A ciência, como se sabe, é responsável por apresentar soluções para os problemas que costumam infelicitar o homem. Quem aceita a realidade como ela parece ser, e não tenta fazer nada para mudá-la, por pior que pareça, é um determinista, ou seja, acredita que nosso destino está pré-determinado, e pronto, não há nada que possamos fazer, a não ser nos conformar com nossa sorte ou azar.
 
Os primeiros pensamentos científicos surgiram nos séculos XVI e XVII, através de obras como as do astrônomo Galileu Galilei, do médico William Harvey e do multimídia Leonardo da Vinci. Depois veio o francês René Descartes, que começou a aplicar conceitos da matemática ao entendimento filosófico, plantando, dessa forma, os alicerces do Racionalismo e da Metodologia Científica.
 
Descartes afirmava que a única maneira da fazer ciência é “duvidar de tudo”. Escreveu o livro Discurso do Método, publicado em 1637, criando o método cartesiano, que tinha quatro princípios:
 
a) aceitar como verdadeiro só o que está claro;
b) dividir cada problema em partes menores;
c) ligar o conhecimento da cada parte ao todo e
d) levar em conta cada possibilidade de erro, por menor que seja.
 
Pense um pouco. Se você aplicar essa filosofia à sua vida pessoal ou profissional, estará utilizando metodologia científica para resolver problemas não científicos. E isso é errado? Claro que não. Além de resolver problemas intrincados, a ciência serve para nos fazer pensar. Portanto, ciência não é só para cientistas.
 
A ciência existe para perguntar e para responder, e o faz através do método, que usa a chamada indução. Enquanto a dedução é a base da lógica clássica, a indução é a base da ciência. E podemos utilizá-la em nossa vida prática. Passamos a vida tentando “deduzir”, quando podíamos também “induzir”.
 
De origem latina, deduzir significa “levar”, e induzir significa “trazer”. O método dedutivo parte do geral para o particular e o indutivo, do particular para o universal. Quando deduzimos algo, partimos de premissas já conhecidas, portanto chegamos a verdades praticamente inquestionáveis. Por exemplo, voltando a Descartes, todos os homens que existem pensam. Eu penso, logo existo.

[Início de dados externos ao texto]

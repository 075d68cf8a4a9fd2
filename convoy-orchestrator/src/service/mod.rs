//! Service Module
//!
//! Business logic layer for the orchestrator.
//! Services coordinate the repositories and the remote executor.

pub mod commands;
pub mod handle;
mod in_flight;
pub mod ledger;
pub mod orchestrator;

// Re-export for convenience
pub use handle::{DeferredResult, OperationHandle};
pub use ledger::TaskLedger;
pub use orchestrator::{Orchestrator, RecoveryReport};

Esse exercício também pode ser chamado de silogismo, que é a forma clássica do raciocínio dedutivo.
 
Já a indução é mais complexa. Ao partir do particular para o geral, está buscando a generalização, que é muito mais difícil de ser provada. A dedução pode ser apenas um exercício do pensamento. A indução depende também da experiência. E é nesse ponto que surge a ciência. No método experimental, para provar premissas especulativas. Essa busca é fabulosa na criação de conceitos definitivos, e é justamente na tentativa da busca do conhecimento científico que desenvolvemos nossa capacidade de pensar.
 
O pensamento da indução científica contaminou a humanidade. É claro que pensamos diferente depois do telescópio de Galileu, da maçã de Newton, da relatividade de Einstein.
 
Quando Descartes disse “penso, logo existo”, queria dizer que se existe uma dúvida é porque existe, na verdade, alguém para duvidar. E é isso mesmo que nos transforma em seres humanos. A capacidade de duvidar, e de tentar resolver essa dúvida. Maravilhosa capacidade de observar, pensar, duvidar, inconformar-se, interferir, mudar.
 
Este é o homem. Um ser que pensa e por isso constrói seu futuro, pois seu pensamento nada mais é do que o outro nome que se dá ao seu destino. O homem faz ciência sem perceber, e nem precisa, pois o simples ato de pensar já nos transforma em cientistas, uma vez que somos capazes de modificar o mundo. Só nos resta torcer, e também trabalhar, para que haja mais pessoas interessadas em mudá-lo para melhor, e não o contrário.